Way Too Many Plug-ins
There’s no exact way to determine if a session has too many plug-ins as every song is different and requires it’s own approach to mixing, but, if the majority of tracks in a Pro Tools session has nearly all of the ten available inserts loaded with plug-ins then that kind of gives an impression that too many plug-ins were used. Over the years I’ve adopted a far leaner “less is more” approach to working with plug-ins. This approach has proven to deliver me better mixes as I now focus on the sound of the source audio and how I can sweeten it instead of attempting to produce impressive sounds solely through lengthy, often pointless, plug-in chains.
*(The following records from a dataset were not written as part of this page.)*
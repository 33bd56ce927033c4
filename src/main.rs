//! Finance Assistant MCP Server
//!
//! A Model Context Protocol (MCP) server exposing personal finance tools to
//! AI assistant clients.

use std::path::PathBuf;
use std::sync::Arc;

use clap::{Parser, Subcommand};

use finance_mcp_server::config::{Config, Transport};
use finance_mcp_server::error::Result;
use finance_mcp_server::finance::rules::CategoryRules;
use finance_mcp_server::mcp::http::run_http;
use finance_mcp_server::mcp::server::McpServer;

/// Finance Assistant MCP Server
#[derive(Parser)]
#[command(name = "finance-mcp-server")]
#[command(author, version, about = "Finance Assistant MCP Server - personal finance tools over the Model Context Protocol")]
struct Cli {
    /// Transport to serve on
    #[arg(long, value_enum)]
    transport: Option<Transport>,

    /// HTTP bind host (http transport)
    #[arg(long)]
    host: Option<String>,

    /// HTTP bind port (http transport)
    #[arg(long)]
    port: Option<u16>,

    /// Path to a category rules JSON file
    #[arg(long)]
    rules: Option<PathBuf>,

    #[command(subcommand)]
    command: Option<Commands>,
}

#[derive(Subcommand)]
enum Commands {
    /// Write the built-in category rules to the rules file for editing
    InitRules {
        /// Overwrite an existing rules file
        #[arg(long)]
        force: bool,
    },
}

#[tokio::main]
async fn main() -> Result<()> {
    // Initialize logging; stdout is reserved for the stdio transport
    tracing_subscriber::fmt()
        .with_env_filter(
            tracing_subscriber::EnvFilter::from_default_env()
                .add_directive(tracing::Level::INFO.into()),
        )
        .with_writer(std::io::stderr)
        .init();

    let cli = Cli::parse();

    // Load configuration, CLI flags override the environment
    let mut config = Config::new()?;
    if let Some(transport) = cli.transport {
        config.transport = transport;
    }
    if let Some(host) = cli.host {
        config.host = host;
    }
    if let Some(port) = cli.port {
        config.port = port;
    }
    if let Some(rules) = cli.rules {
        config.rules_path = rules;
    }

    match cli.command {
        Some(Commands::InitRules { force }) => {
            if config.rules_path.parent() == Some(config.config_dir.as_path()) {
                config.ensure_config_dir()?;
            }
            CategoryRules::write_builtin(&config.rules_path, force)?;
            eprintln!("Category rules written to {}", config.rules_path.display());
        }
        None => {
            run_server(config).await?;
        }
    }

    Ok(())
}

async fn run_server(config: Config) -> Result<()> {
    let rules = Arc::new(CategoryRules::load(&config.rules_path)?);
    if !config.rules_file_exists() {
        tracing::info!(
            "Using built-in category rules (run 'finance-mcp-server init-rules' to customize)"
        );
    }

    let server = McpServer::new(&config, rules);

    match config.transport {
        Transport::Stdio => server.run_stdio().await?,
        Transport::Http => run_http(Arc::new(server), &config.bind_addr()).await?,
    }

    Ok(())
}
Rushed Edits - Not Enough Cross Fades On Audio Clips
Applying fades to audio clip cuts and edits is audio engineering 101, however, it can at times be all too easy to get complacent in a busy session by not ensuring all the audio edits are tidied up correctly. The effects of clips without fades are profound, especially in a session with hundreds of edits. A mix can sound very spiky and choppy without proper fade treatment on the “ins” and “outs” of audio clips. I don’t have any good reasons for not taking more care with fades… pure laziness I suppose.
No Order To Track Layout
Similar to not naming my tracks, not having an order to the track layout was also a common flaw in my old sessions. Again, I’ve learnt the error of my ways from receiving countless client sessions that were such a mess I needed to put in a lot of time just trying to get a basic understanding of the song’s arrangement. Over the past five years I’ve worked to one fairly standard track layout, naming structure and colour scheme for instrument types that’s personal to me. This helps me to quickly identify sections within my mixes while I’m working on them but also when I need to revisit projects from years gone by in the future.
Over the last ten years I have learned the error of my ways. I’ve massively improved all the ways in which I manage my Pro Tools sessions for the better. In recent years I consider the likelihood of needing to revisit at some point in the future a mix I’m working on now so I ensure that I don’t cut corners or leave anything to chance that I may regret down the line.
Opening an old session to see a multitude of problems caused by your own lazy attitudes is like shooting yourself in the future foot. If at least one of these points featured in this article is typical in your current workflow then I suggest you consider making a few changes as you’ll only have yourself to blame if you need to revisit an old sessions in the future.
I’ve bravely aired some of my pro audio dirty laundry in public, how about you? - Revisit one of your old sessions from years ago - What workflow horrors lay within that you wouldn’t dare do now?